Streamlining LLM Prototyping with YAML: Introducing yamllm-core

What is yamllm-core?

Yamllm-core is a Python library designed to simplify and accelerate the process of prototyping and experimenting with Large Language Models (LLMs). It enables users to configure and execute LLM interactions using human-readable YAML files. This approach provides a clean and intuitive method for defining various aspects of LLM prototypes, including model selection, parameters, memory management, and output formatting. By abstracting away the complexity of different APIs and settings, yamllm-core allows developers and researchers to focus more on innovation rather than the intricacies of configuration, making it easier to read, save, and load previous configurations.

Why use yamllm-core?

Using yamllm-core offers several benefits for those working with LLMs, particularly those new to Python or API interactions. It significantly accelerates prototyping by reducing the time spent on setting up configurations, allowing for rapid iteration and experimentation with different LLM setups.
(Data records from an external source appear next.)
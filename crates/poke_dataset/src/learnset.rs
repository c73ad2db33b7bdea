//! Learnset normalization and merging.
//!
//! Showdown encodes how a move is learned as `<gen><method>[<value>]`:
//!
//! - `M` machine (TM/HM/TR)
//! - `T` tutor
//! - `E` egg move
//! - `R` restricted, additional conditions may apply
//! - `L<level>` level-up
//! - `S<event>` special event
//! - `V` virtual console transfer, `D` dream world (never exported)
//!
//! A merged learnset keeps the sources of the current generation only, in
//! the short form `L:15`, `M`, `S`, tagged `@<slug>` when inherited from an
//! earlier stage.

use std::collections::{BTreeMap, HashSet};
use std::fmt;
use std::str::FromStr;

use serde::{Deserialize, Deserializer, Serialize, Serializer};
use showdown_data::{GenerationData, LearnsetSource, RawLearnset, Species};
use tracing::{debug, warn};

use crate::extra_data::{ManualLearnsets, SpeciesOverrides};
use crate::species_index::SpeciesIndex;

/// Longest ancestor chain followed for one species.
pub const MAX_LEARNSET_CHAIN: usize = 8;

/// How many `changesFrom` / `baseSpecies` hops an empty learnset may take.
pub const MAX_FALLBACK_DEPTH: usize = 3;

/// Forme qualifiers that do not inherit from their previous evolution.
const TERMINAL_REGIONAL_FORMES: &[&str] = &["Hisui"];

#[derive(Debug, Clone, Copy, PartialEq, Eq, PartialOrd, Ord, Hash)]
pub enum LearnMethod {
    LevelUp,
    Machine,
    Tutor,
    Egg,
    Event,
    Restricted,
    VirtualConsole,
    DreamWorld,
}

impl LearnMethod {
    pub fn code(self) -> char {
        match self {
            LearnMethod::LevelUp => 'L',
            LearnMethod::Machine => 'M',
            LearnMethod::Tutor => 'T',
            LearnMethod::Egg => 'E',
            LearnMethod::Event => 'S',
            LearnMethod::Restricted => 'R',
            LearnMethod::VirtualConsole => 'V',
            LearnMethod::DreamWorld => 'D',
        }
    }

    pub fn from_code(code: char) -> Option<Self> {
        Some(match code {
            'L' => LearnMethod::LevelUp,
            'M' => LearnMethod::Machine,
            'T' => LearnMethod::Tutor,
            'E' => LearnMethod::Egg,
            'S' => LearnMethod::Event,
            'R' => LearnMethod::Restricted,
            'V' => LearnMethod::VirtualConsole,
            'D' => LearnMethod::DreamWorld,
            _ => return None,
        })
    }

    /// Transfer-only methods that never make it into a learnset.
    pub fn is_transfer_only(self) -> bool {
        matches!(self, LearnMethod::VirtualConsole | LearnMethod::DreamWorld)
    }
}

/// A normalized move source, written as `kind[:value][@origin]`.
#[derive(Debug, Clone, PartialEq, Eq, Hash)]
pub struct MoveSource {
    pub method: LearnMethod,
    /// Level for level-up moves.
    pub value: Option<String>,
    /// Slug of the ancestor this source was inherited from.
    pub origin: Option<String>,
}

impl MoveSource {
    pub fn new(method: LearnMethod) -> Self {
        MoveSource {
            method,
            value: None,
            origin: None,
        }
    }

    pub fn level(level: u8) -> Self {
        MoveSource {
            method: LearnMethod::LevelUp,
            value: Some(level.to_string()),
            origin: None,
        }
    }

    pub fn with_origin(mut self, origin: Option<String>) -> Self {
        self.origin = origin;
        self
    }

    /// Parse a raw Showdown source for generation `gen`. `None` for sources
    /// of other generations and for unknown codes.
    pub fn from_raw(raw: &str, gen: u8) -> Option<Self> {
        let rest = raw.strip_prefix(char::from_digit(gen as u32, 10)?)?;
        let mut chars = rest.chars();
        let method = LearnMethod::from_code(chars.next()?)?;
        let value = chars.as_str();

        Some(MoveSource {
            method,
            // event numbers are dropped, every event collapses to `S`
            value: (method != LearnMethod::Event && !value.is_empty()).then(|| value.to_string()),
            origin: None,
        })
    }
}

impl fmt::Display for MoveSource {
    fn fmt(&self, f: &mut fmt::Formatter<'_>) -> fmt::Result {
        write!(f, "{}", self.method.code())?;
        if let Some(value) = &self.value {
            write!(f, ":{}", value)?;
        }
        if let Some(origin) = &self.origin {
            write!(f, "@{}", origin)?;
        }
        Ok(())
    }
}

#[derive(Debug, Clone, PartialEq, Eq)]
pub struct ParseMoveSourceError(String);

impl fmt::Display for ParseMoveSourceError {
    fn fmt(&self, f: &mut fmt::Formatter<'_>) -> fmt::Result {
        write!(f, "invalid move source `{}`", self.0)
    }
}

impl std::error::Error for ParseMoveSourceError {}

impl FromStr for MoveSource {
    type Err = ParseMoveSourceError;

    fn from_str(s: &str) -> Result<Self, Self::Err> {
        let err = || ParseMoveSourceError(s.to_string());
        let (body, origin) = match s.split_once('@') {
            Some((body, origin)) if !origin.is_empty() => (body, Some(origin.to_string())),
            Some(_) => return Err(err()),
            None => (s, None),
        };
        let (code, value) = match body.split_once(':') {
            Some((code, value)) if !value.is_empty() => (code, Some(value.to_string())),
            Some(_) => return Err(err()),
            None => (body, None),
        };
        let mut chars = code.chars();
        let method = match (chars.next(), chars.next()) {
            (Some(c), None) => LearnMethod::from_code(c).ok_or_else(err)?,
            _ => return Err(err()),
        };
        Ok(MoveSource {
            method,
            value,
            origin,
        })
    }
}

impl Serialize for MoveSource {
    fn serialize<S: Serializer>(&self, serializer: S) -> Result<S::Ok, S::Error> {
        serializer.collect_str(self)
    }
}

impl<'de> Deserialize<'de> for MoveSource {
    fn deserialize<D: Deserializer<'de>>(deserializer: D) -> Result<Self, D::Error> {
        let s = String::deserialize(deserializer)?;
        s.parse().map_err(serde::de::Error::custom)
    }
}

/// Move slug to its sources, sorted by move slug.
pub type Learnset = BTreeMap<String, Vec<MoveSource>>;

/// True when `sources` already holds an entry learned by `method`.
pub fn has_method(sources: &[MoveSource], method: LearnMethod) -> bool {
    sources.iter().any(|source| source.method == method)
}

/// Keep the sources of generation `gen` in normalized form. Returns `None`
/// when nothing is learnable in that generation.
pub fn prepare_learnset(raw: &RawLearnset, gen: u8) -> Option<Learnset> {
    let mut prepared = Learnset::new();
    for (move_id, raw_sources) in raw {
        let mut sources: Vec<MoveSource> = Vec::new();
        for source in raw_sources.iter().filter_map(|s| MoveSource::from_raw(s, gen)) {
            if !source.method.is_transfer_only() && !sources.contains(&source) {
                sources.push(source);
            }
        }
        if !sources.is_empty() {
            prepared.insert(move_id.clone(), sources);
        }
    }
    (!prepared.is_empty()).then_some(prepared)
}

/// Builds the canonical learnset of a species for one generation by walking
/// its ancestors across the primary dump, manual learnsets and an optional
/// mod dump.
pub struct LearnsetMerger<'a> {
    gen: &'a dyn GenerationData,
    alternate: Option<&'a dyn LearnsetSource>,
    index: &'a SpeciesIndex,
    overrides: &'a SpeciesOverrides,
    manual: &'a ManualLearnsets,
}

impl<'a> LearnsetMerger<'a> {
    pub fn new(
        gen: &'a dyn GenerationData,
        alternate: Option<&'a dyn LearnsetSource>,
        index: &'a SpeciesIndex,
        overrides: &'a SpeciesOverrides,
        manual: &'a ManualLearnsets,
    ) -> Self {
        LearnsetMerger {
            gen,
            alternate,
            index,
            overrides,
            manual,
        }
    }

    /// Merged learnset of `species`. Empty only when neither the species
    /// nor any of its fallbacks learns anything in this generation.
    pub fn merged_learnset(&self, species: &Species) -> Learnset {
        let mut tried = HashSet::new();
        self.merge_with_fallback(species, 0, &mut tried)
    }

    fn merge_with_fallback(
        &self,
        species: &Species,
        depth: usize,
        tried: &mut HashSet<String>,
    ) -> Learnset {
        tried.insert(species.id.clone());

        let merged = self.merge_chain(species);
        if !merged.is_empty() {
            return merged;
        }
        if depth >= MAX_FALLBACK_DEPTH {
            warn!(species = %species.name, "learnset fallback depth exhausted");
            return merged;
        }

        // forms without data of their own inherit from the form they change
        // from (darmanitan-galar-zen) or their base species (pumpkaboo-large)
        let fallbacks = [
            species.changes_from.as_deref(),
            Some(species.base_species.as_str()),
        ];
        for name in fallbacks.into_iter().flatten() {
            if name == species.name {
                continue;
            }
            let Some(next) = self.gen.get_species(name) else {
                debug!(species = %species.name, fallback = name, "fallback species missing");
                continue;
            };
            if tried.contains(&next.id) {
                continue;
            }
            let learnset = self.merge_with_fallback(next, depth + 1, tried);
            if !learnset.is_empty() {
                return learnset;
            }
        }

        merged
    }

    /// `species` followed by the species it inherits moves from, closest first.
    pub fn ancestor_chain<'s>(&'s self, species: &'s Species) -> Vec<&'s Species> {
        let mut chain = vec![species];
        let mut seen: HashSet<&str> = HashSet::from([species.id.as_str()]);
        let mut current = species;

        while let Some(next) = self.next_link(current) {
            if !seen.insert(next.id.as_str()) {
                warn!(species = %species.name, repeated = %next.name, "learnset chain loops");
                break;
            }
            if chain.len() == MAX_LEARNSET_CHAIN {
                warn!(species = %species.name, "learnset chain truncated");
                break;
            }
            chain.push(next);
            current = next;
        }
        chain
    }

    fn next_link(&self, current: &Species) -> Option<&'a Species> {
        if let Some(target) = self.merge_target(&current.name) {
            return self.lookup_slug(target);
        }
        if TERMINAL_REGIONAL_FORMES.contains(&current.forme.as_str()) {
            return None;
        }
        self.gen.get_species(current.prevo.as_deref()?)
    }

    /// Override `mergeLearnsetFrom` for the species with this display name.
    fn merge_target(&self, name: &str) -> Option<&'a str> {
        let slug = self.index.get_slug_by_name(name)?;
        self.overrides.get(slug)?.merge_learnset_from.as_deref()
    }

    fn lookup_slug(&self, slug: &str) -> Option<&'a Species> {
        match self.index.get_id_by_slug(slug) {
            Some(id) => self.gen.get_species(id),
            None => self.gen.get_species(slug),
        }
    }

    /// Prepared learnset of one chain link: manual data first, then the
    /// primary dump, then the mod dump.
    fn link_learnset(&self, link: &Species) -> Option<Learnset> {
        let gen = self.gen.num();
        let manual = self
            .index
            .get_slug_by_name(&link.name)
            .and_then(|slug| self.manual.get(slug));

        let prepared = manual
            .or_else(|| self.gen.learnset(&link.id))
            .and_then(|raw| prepare_learnset(raw, gen));
        if prepared.is_some() {
            return prepared;
        }

        let alternate = self.alternate?;
        let prepared = alternate
            .learnset(&link.id)
            .and_then(|raw| prepare_learnset(raw, gen));
        if prepared.is_some() {
            debug!(species = %link.name, "using mod learnset");
        }
        prepared
    }

    fn merge_chain(&self, species: &Species) -> Learnset {
        let canonical = self
            .index
            .get_slug_by_id(&species.id)
            .and_then(|slug| self.overrides.get(slug))
            .and_then(|o| o.merge_learnset_from.as_deref());

        let mut merged = Learnset::new();
        for link in self.ancestor_chain(species) {
            let Some(learnset) = self.link_learnset(link) else {
                continue;
            };

            let origin = match self.index.get_slug_by_id(&link.id) {
                Some(slug) if link.id != species.id && Some(slug) != canonical => {
                    Some(slug.to_string())
                }
                _ => None,
            };

            for (move_slug, sources) in learnset {
                let entry = merged.entry(move_slug).or_default();
                for source in sources {
                    if !has_method(entry, source.method) {
                        entry.push(source.with_origin(origin.clone()));
                    }
                }
            }
        }

        // concrete methods beat event-only evidence
        for sources in merged.values_mut() {
            if sources.len() > 1 {
                sources.retain(|s| s.method != LearnMethod::Event);
            }
        }

        merged
    }
}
The YAML-based configuration simplifies management by keeping all settings in organized, human-readable files, separate from the code, which improves readability and maintainability compared to complex code-based configurations. This facilitates faster experimentation with model parameters, prompts, and memory settings by simply editing the YAML file. Furthermore, yamllm-core enhances collaboration as YAML configurations are easily shareable among team members. It also provides straightforward, out-of-the-box memory management for storing conversation history, which is beneficial for iterating on responses with a model.

What are the key features?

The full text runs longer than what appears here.